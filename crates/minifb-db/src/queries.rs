use crate::models::{FriendshipRow, ImageRow, ProfileRow, StatusImageRow, StatusRow};
use crate::Database;
use anyhow::Result;
use rusqlite::{Connection, OptionalExtension, Row, params, params_from_iter};
use tracing::debug;

/// Upper bound on ids bound into one `IN (...)` list. Older SQLite builds
/// cap host parameters at 999.
pub const MAX_BOUND_IDS: usize = 500;

const PROFILE_COLUMNS: &str =
    "id, account_id, first_name, last_name, city, email, image_url, created_at";

impl Database {
    // -- Accounts --

    /// Record an account reference. Returns false when `username` already
    /// belongs to a different account; an existing `id` is left untouched.
    pub fn ensure_account(&self, id: &str, username: &str) -> Result<bool> {
        self.with_conn_mut(|conn| {
            let known: Option<String> = conn
                .query_row("SELECT id FROM accounts WHERE id = ?1", [id], |row| row.get(0))
                .optional()?;
            if known.is_some() {
                return Ok(true);
            }

            match conn.execute("INSERT INTO accounts (id, username) VALUES (?1, ?2)", (id, username)) {
                Ok(_) => Ok(true),
                Err(e) if is_unique_violation(&e) => Ok(false),
                Err(e) => Err(e.into()),
            }
        })
    }

    // -- Profiles --

    /// Returns false if the account already owns a profile.
    pub fn insert_profile(&self, row: &ProfileRow) -> Result<bool> {
        self.with_conn_mut(|conn| {
            match conn.execute(
                "INSERT INTO profiles (id, account_id, first_name, last_name, city, email, image_url, created_at)
                 VALUES (?1, ?2, ?3, ?4, ?5, ?6, ?7, ?8)",
                params![
                    row.id,
                    row.account_id,
                    row.first_name,
                    row.last_name,
                    row.city,
                    row.email,
                    row.image_url,
                    row.created_at
                ],
            ) {
                Ok(_) => Ok(true),
                Err(e) if is_unique_violation(&e) => Ok(false),
                Err(e) => Err(e.into()),
            }
        })
    }

    pub fn get_profile_by_id(&self, id: &str) -> Result<Option<ProfileRow>> {
        self.with_conn(|conn| query_profile(conn, "id", id))
    }

    pub fn get_profile_by_account(&self, account_id: &str) -> Result<Option<ProfileRow>> {
        self.with_conn(|conn| query_profile(conn, "account_id", account_id))
    }

    pub fn list_profiles(&self) -> Result<Vec<ProfileRow>> {
        self.with_conn(|conn| {
            let mut stmt = conn.prepare(&format!(
                "SELECT {} FROM profiles ORDER BY last_name, first_name, id",
                PROFILE_COLUMNS
            ))?;
            let rows = stmt
                .query_map([], profile_from_row)?
                .collect::<std::result::Result<Vec<_>, _>>()?;
            Ok(rows)
        })
    }

    /// Returns false if no such profile exists.
    pub fn update_profile_contact(
        &self,
        id: &str,
        city: &str,
        email: &str,
        image_url: Option<&str>,
    ) -> Result<bool> {
        self.with_conn_mut(|conn| {
            let changed = conn.execute(
                "UPDATE profiles SET city = ?2, email = ?3, image_url = ?4 WHERE id = ?1",
                params![id, city, email, image_url],
            )?;
            Ok(changed > 0)
        })
    }

    // -- Status messages --

    pub fn insert_status(&self, row: &StatusRow) -> Result<()> {
        self.with_conn_mut(|conn| {
            conn.execute(
                "INSERT INTO status_messages (id, profile_id, message, created_at) VALUES (?1, ?2, ?3, ?4)",
                params![row.id, row.profile_id, row.message, row.created_at],
            )?;
            Ok(())
        })
    }

    pub fn get_status(&self, id: &str) -> Result<Option<StatusRow>> {
        self.with_conn(|conn| {
            let row = conn
                .query_row(
                    "SELECT id, profile_id, message, created_at FROM status_messages WHERE id = ?1",
                    [id],
                    status_from_row,
                )
                .optional()?;
            Ok(row)
        })
    }

    pub fn update_status_message(&self, id: &str, message: &str) -> Result<bool> {
        self.with_conn_mut(|conn| {
            let changed = conn.execute(
                "UPDATE status_messages SET message = ?2 WHERE id = ?1",
                (id, message),
            )?;
            Ok(changed > 0)
        })
    }

    /// Image associations go with the row (`ON DELETE CASCADE`).
    pub fn delete_status(&self, id: &str) -> Result<bool> {
        self.with_conn_mut(|conn| {
            let changed = conn.execute("DELETE FROM status_messages WHERE id = ?1", [id])?;
            Ok(changed > 0)
        })
    }

    /// Status messages owned by any of `profile_ids`, newest first.
    /// Equal timestamps fall back to insertion order, newest first.
    ///
    /// Ids are bound in chunks of [`MAX_BOUND_IDS`] to stay under SQLite's
    /// host-parameter limit; the chunks are merged before returning.
    pub fn get_statuses_by_profiles(&self, profile_ids: &[String]) -> Result<Vec<StatusRow>> {
        if profile_ids.is_empty() {
            return Ok(vec![]);
        }

        self.with_conn(|conn| {
            let mut rows: Vec<(String, i64, StatusRow)> = Vec::new();
            for chunk in profile_ids.chunks(MAX_BOUND_IDS) {
                let sql = format!(
                    "SELECT id, profile_id, message, created_at, rowid FROM status_messages
                     WHERE profile_id IN ({})",
                    placeholders(chunk.len())
                );

                let mut stmt = conn.prepare(&sql)?;
                let fetched = stmt.query_map(params_from_iter(chunk.iter()), |row| {
                    let status = status_from_row(row)?;
                    Ok((status.created_at.clone(), row.get::<_, i64>(4)?, status))
                })?;
                for row in fetched {
                    rows.push(row?);
                }
            }

            rows.sort_by(|a, b| (&b.0, b.1).cmp(&(&a.0, a.1)));

            debug!(profiles = profile_ids.len(), statuses = rows.len(), "Fetched status messages");
            Ok(rows.into_iter().map(|(_, _, status)| status).collect())
        })
    }

    // -- Images --

    /// Record an uploaded image and link it to `status_id` at `position`.
    /// Both rows commit together or not at all.
    pub fn insert_attached_image(&self, status_id: &str, row: &ImageRow, position: i64) -> Result<()> {
        self.with_conn_mut(|conn| {
            let tx = conn.unchecked_transaction()?;
            tx.execute(
                "INSERT INTO images (id, profile_id, file_ref, caption, created_at) VALUES (?1, ?2, ?3, ?4, ?5)",
                params![row.id, row.profile_id, row.file_ref, row.caption, row.created_at],
            )?;
            tx.execute(
                "INSERT INTO status_images (status_id, image_id, position) VALUES (?1, ?2, ?3)",
                params![status_id, row.id, position],
            )?;
            tx.commit()?;
            Ok(())
        })
    }

    /// Number of image rows uploaded by `profile_id`, linked or not.
    pub fn count_images_by_profile(&self, profile_id: &str) -> Result<i64> {
        self.with_conn(|conn| {
            let count = conn.query_row("SELECT COUNT(*) FROM images WHERE profile_id = ?1", [profile_id], |row| {
                row.get(0)
            })?;
            Ok(count)
        })
    }

    /// Batch-fetch attached images for a set of status ids, in attachment
    /// order within each status. Ids are bound in chunks of [`MAX_BOUND_IDS`].
    pub fn get_images_for_statuses(&self, status_ids: &[String]) -> Result<Vec<StatusImageRow>> {
        if status_ids.is_empty() {
            return Ok(vec![]);
        }

        self.with_conn(|conn| {
            let mut rows = Vec::new();
            for chunk in status_ids.chunks(MAX_BOUND_IDS) {
                let sql = format!(
                    "SELECT si.status_id, si.position, i.id, i.profile_id, i.file_ref, i.caption, i.created_at
                     FROM status_images si
                     JOIN images i ON i.id = si.image_id
                     WHERE si.status_id IN ({})
                     ORDER BY si.status_id, si.position",
                    placeholders(chunk.len())
                );

                let mut stmt = conn.prepare(&sql)?;
                let fetched = stmt.query_map(params_from_iter(chunk.iter()), |row| {
                    Ok(StatusImageRow {
                        status_id: row.get(0)?,
                        position: row.get(1)?,
                        image: ImageRow {
                            id: row.get(2)?,
                            profile_id: row.get(3)?,
                            file_ref: row.get(4)?,
                            caption: row.get(5)?,
                            created_at: row.get(6)?,
                        },
                    })
                })?;
                for row in fetched {
                    rows.push(row?);
                }
            }

            Ok(rows)
        })
    }

    // -- Friendships --

    /// Looks up a canonical pair; callers pass `profile1 < profile2`.
    pub fn get_friendship(&self, profile1: &str, profile2: &str) -> Result<Option<FriendshipRow>> {
        self.with_conn(|conn| query_friendship(conn, profile1, profile2))
    }

    /// Insert a canonical pair unless it already exists.
    /// The lookup and the insert share one lock acquisition, and the UNIQUE
    /// constraint catches anything that slips past. Returns false on a duplicate.
    pub fn insert_friendship(&self, row: &FriendshipRow) -> Result<bool> {
        self.with_conn_mut(|conn| {
            if query_friendship(conn, &row.profile1, &row.profile2)?.is_some() {
                return Ok(false);
            }

            match conn.execute(
                "INSERT INTO friendships (profile1, profile2, created_at) VALUES (?1, ?2, ?3)",
                params![row.profile1, row.profile2, row.created_at],
            ) {
                Ok(_) => Ok(true),
                Err(e) if is_unique_violation(&e) => Ok(false),
                Err(e) => Err(e.into()),
            }
        })
    }

    /// Profiles on the other end of every edge touching `profile_id`,
    /// whichever column it was stored in.
    pub fn get_friend_profiles(&self, profile_id: &str) -> Result<Vec<ProfileRow>> {
        self.with_conn(|conn| {
            let sql = format!(
                "SELECT {cols} FROM profiles WHERE id IN (SELECT profile2 FROM friendships WHERE profile1 = ?1)
                 UNION
                 SELECT {cols} FROM profiles WHERE id IN (SELECT profile1 FROM friendships WHERE profile2 = ?1)
                 ORDER BY last_name, first_name, id",
                cols = PROFILE_COLUMNS
            );

            let mut stmt = conn.prepare(&sql)?;
            let rows = stmt
                .query_map([profile_id], profile_from_row)?
                .collect::<std::result::Result<Vec<_>, _>>()?;

            Ok(rows)
        })
    }
}

fn query_profile(conn: &Connection, column: &str, value: &str) -> Result<Option<ProfileRow>> {
    let mut stmt = conn.prepare(&format!(
        "SELECT {} FROM profiles WHERE {} = ?1",
        PROFILE_COLUMNS, column
    ))?;

    let row = stmt.query_row([value], profile_from_row).optional()?;

    Ok(row)
}

fn query_friendship(conn: &Connection, profile1: &str, profile2: &str) -> Result<Option<FriendshipRow>> {
    let row = conn
        .query_row(
            "SELECT profile1, profile2, created_at FROM friendships WHERE profile1 = ?1 AND profile2 = ?2",
            [profile1, profile2],
            |row| {
                Ok(FriendshipRow {
                    profile1: row.get(0)?,
                    profile2: row.get(1)?,
                    created_at: row.get(2)?,
                })
            },
        )
        .optional()?;

    Ok(row)
}

fn profile_from_row(row: &Row<'_>) -> rusqlite::Result<ProfileRow> {
    Ok(ProfileRow {
        id: row.get(0)?,
        account_id: row.get(1)?,
        first_name: row.get(2)?,
        last_name: row.get(3)?,
        city: row.get(4)?,
        email: row.get(5)?,
        image_url: row.get(6)?,
        created_at: row.get(7)?,
    })
}

fn status_from_row(row: &Row<'_>) -> rusqlite::Result<StatusRow> {
    Ok(StatusRow {
        id: row.get(0)?,
        profile_id: row.get(1)?,
        message: row.get(2)?,
        created_at: row.get(3)?,
    })
}

fn placeholders(n: usize) -> String {
    (1..=n).map(|i| format!("?{}", i)).collect::<Vec<_>>().join(", ")
}

fn is_unique_violation(e: &rusqlite::Error) -> bool {
    matches!(
        e,
        rusqlite::Error::SqliteFailure(err, _)
            if err.extended_code == rusqlite::ffi::SQLITE_CONSTRAINT_UNIQUE
                || err.extended_code == rusqlite::ffi::SQLITE_CONSTRAINT_PRIMARYKEY
    )
}
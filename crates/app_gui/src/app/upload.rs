//! Upload card: drop zone until a photo is chosen, then preview and run controls.

use super::UiApp;
use anyhow::{Context, Result};
use eframe::egui;
use rfd::FileDialog;
use skin_core::CandidateFile;
use skin_core::present::{file_size_text, progress_status, trigger_label};
use skin_core::upload::sniff_media_type;
use std::path::Path;

const DROP_ZONE_HEIGHT: f32 = 180.0;
const PREVIEW_MAX_WIDTH: f32 = 420.0;
const IMAGE_EXTENSIONS: [&str; 6] = ["jpg", "jpeg", "png", "gif", "webp", "bmp"];

impl UiApp {
    pub(super) fn render_upload_card(&mut self, ui: &mut egui::Ui) {
        egui::Frame::group(ui.style()).show(ui, |ui| {
            ui.set_width(ui.available_width());
            ui.heading("Upload Foto Pasien");
            ui.label(
                "Unggah foto wajah pasien untuk analisis jenis kulit (kering, normal, \
                 berminyak) menggunakan algoritma Random Forest",
            );
            ui.add_space(8.0);
            if self.session.state().image.is_none() {
                self.render_drop_zone(ui);
            } else {
                self.render_selected_image(ui);
            }
        });
    }

    fn render_drop_zone(&mut self, ui: &mut egui::Ui) {
        let hovering_files = ui.ctx().input(|i| !i.raw.hovered_files.is_empty());
        let size = egui::vec2(ui.available_width(), DROP_ZONE_HEIGHT);
        let (rect, response) = ui.allocate_exact_size(size, egui::Sense::click());

        let visuals = ui.visuals();
        let border = if hovering_files || response.hovered() {
            visuals.selection.bg_fill
        } else {
            visuals.widgets.noninteractive.bg_stroke.color
        };
        let strong = visuals.text_color();
        let weak = visuals.weak_text_color();

        let painter = ui.painter();
        painter.rect_stroke(
            rect,
            8.0,
            egui::Stroke::new(2.0, border),
            egui::StrokeKind::Inside,
        );
        let center = rect.center();
        painter.text(
            center - egui::vec2(0.0, 28.0),
            egui::Align2::CENTER_CENTER,
            "Seret dan lepas foto di sini",
            egui::FontId::proportional(18.0),
            strong,
        );
        painter.text(
            center,
            egui::Align2::CENTER_CENTER,
            "atau klik untuk memilih file",
            egui::FontId::proportional(14.0),
            weak,
        );
        painter.text(
            center + egui::vec2(0.0, 28.0),
            egui::Align2::CENTER_CENTER,
            "Format: JPG, PNG, GIF (Maksimal 10MB)",
            egui::FontId::proportional(12.0),
            weak,
        );

        if response.clicked() {
            self.pick_file();
        }
    }

    fn render_selected_image(&mut self, ui: &mut egui::Ui) {
        let state = self.session.state();
        let Some(image) = state.image.as_ref() else {
            return;
        };
        let running = state.is_running();
        let progress = state.progress;
        let name = image.name.clone();
        let size = image.size();
        let preview = image.preview;

        let mut reset_clicked = false;
        let mut trigger_clicked = false;
        ui.vertical_centered(|ui| {
            match self.session.previews().texture(preview) {
                Some(texture) => {
                    ui.add(egui::Image::new(texture).max_width(PREVIEW_MAX_WIDTH));
                }
                None => {
                    ui.label("Pratinjau tidak tersedia");
                }
            }
            if ui
                .button("✕ Hapus")
                .on_hover_text("Hapus foto dan mulai ulang")
                .clicked()
            {
                reset_clicked = true;
            }

            ui.add_space(6.0);
            ui.label(format!("File: {name}"));
            ui.small(file_size_text(size));

            if running {
                ui.add_space(6.0);
                ui.horizontal(|ui| {
                    ui.label(progress_status(progress));
                    ui.label(format!("{progress}%"));
                });
                ui.add(egui::ProgressBar::new(f32::from(progress) / 100.0));
            }

            ui.add_space(6.0);
            if ui
                .add_enabled(!running, egui::Button::new(trigger_label(running)))
                .clicked()
            {
                trigger_clicked = true;
            }
        });

        if reset_clicked {
            self.session.reset();
            self.status.clear();
        }
        if trigger_clicked {
            self.session.trigger();
        }
    }

    fn pick_file(&mut self) {
        let Some(path) = FileDialog::new()
            .add_filter("Gambar", &IMAGE_EXTENSIONS)
            .set_directory(".")
            .pick_file()
        else {
            return;
        };
        match CandidateFile::from_path(&path) {
            Ok(file) => self.offer(file),
            Err(e) => self.report_io_error(e),
        }
    }
}

/// Turn a dropped file into a candidate. Web drops carry bytes and a declared
/// type; native drops only carry a path.
pub(super) fn candidate_from_drop(file: &egui::DroppedFile) -> Result<CandidateFile> {
    if let Some(bytes) = &file.bytes {
        let media_type = if file.mime.is_empty() {
            sniff_media_type(Path::new(&file.name), bytes)
        } else {
            file.mime.clone()
        };
        return Ok(CandidateFile::new(file.name.clone(), media_type, bytes.clone()));
    }
    let path = file
        .path
        .as_ref()
        .with_context(|| format!("file yang dilepas tidak memiliki data: {}", file.name))?;
    CandidateFile::from_path(path)
}

#[cfg(test)]
mod tests {
    use super::*;
    use rstest::rstest;
    use std::sync::Arc;

    const PNG_MAGIC: &[u8] = &[0x89, b'P', b'N', b'G', b'\r', b'\n', 0x1a, b'\n'];

    fn dropped(name: &str, mime: &str, bytes: Option<&[u8]>) -> egui::DroppedFile {
        egui::DroppedFile {
            name: name.to_string(),
            mime: mime.to_string(),
            bytes: bytes.map(Arc::from),
            ..Default::default()
        }
    }

    #[rstest]
    #[case("foto.png", "", "image/png")]
    #[case("foto.bin", "image/webp", "image/webp")]
    #[case("catatan.txt", "text/plain", "text/plain")]
    fn dropped_bytes_keep_declared_or_sniffed_type(
        #[case] name: &str,
        #[case] mime: &str,
        #[case] expected: &str,
    ) {
        let file = candidate_from_drop(&dropped(name, mime, Some(PNG_MAGIC))).unwrap();
        assert_eq!(file.name, name);
        assert_eq!(file.media_type, expected);
        assert_eq!(file.size(), PNG_MAGIC.len() as u64);
    }

    #[test]
    fn drop_without_bytes_or_path_is_an_error() {
        assert!(candidate_from_drop(&dropped("kosong.png", "", None)).is_err());
    }
}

════════════════════

:: TASK PROMPT ::
In the entries above, find the line with "self.render_selected_image(ui);" and the line with "let mut trigger_clicked = false;", then restate word for word both of them and every line between, with nothing more.

:: YOUR RESPONSE ::
                self.render_selected_image(ui);
            }
        });
    }

    fn render_drop_zone(&mut self, ui: &mut egui::Ui) {
        let hovering_files = ui.ctx().input(|i| !i.raw.hovered_files.is_empty());
        let size = egui::vec2(ui.available_width(), DROP_ZONE_HEIGHT);
        let (rect, response) = ui.allocate_exact_size(size, egui::Sense::click());

        let visuals = ui.visuals();
        let border = if hovering_files || response.hovered() {
            visuals.selection.bg_fill
        } else {
            visuals.widgets.noninteractive.bg_stroke.color
        };
        let strong = visuals.text_color();
        let weak = visuals.weak_text_color();

        let painter = ui.painter();
        painter.rect_stroke(
            rect,
            8.0,
            egui::Stroke::new(2.0, border),
            egui::StrokeKind::Inside,
        );
        let center = rect.center();
        painter.text(
            center - egui::vec2(0.0, 28.0),
            egui::Align2::CENTER_CENTER,
            "Seret dan lepas foto di sini",
            egui::FontId::proportional(18.0),
            strong,
        );
        painter.text(
            center,
            egui::Align2::CENTER_CENTER,
            "atau klik untuk memilih file",
            egui::FontId::proportional(14.0),
            weak,
        );
        painter.text(
            center + egui::vec2(0.0, 28.0),
            egui::Align2::CENTER_CENTER,
            "Format: JPG, PNG, GIF (Maksimal 10MB)",
            egui::FontId::proportional(12.0),
            weak,
        );

        if response.clicked() {
            self.pick_file();
        }
    }

    fn render_selected_image(&mut self, ui: &mut egui::Ui) {
        let state = self.session.state();
        let Some(image) = state.image.as_ref() else {
            return;
        };
        let running = state.is_running();
        let progress = state.progress;
        let name = image.name.clone();
        let size = image.size();
        let preview = image.preview;

        let mut reset_clicked = false;
        let mut trigger_clicked = false;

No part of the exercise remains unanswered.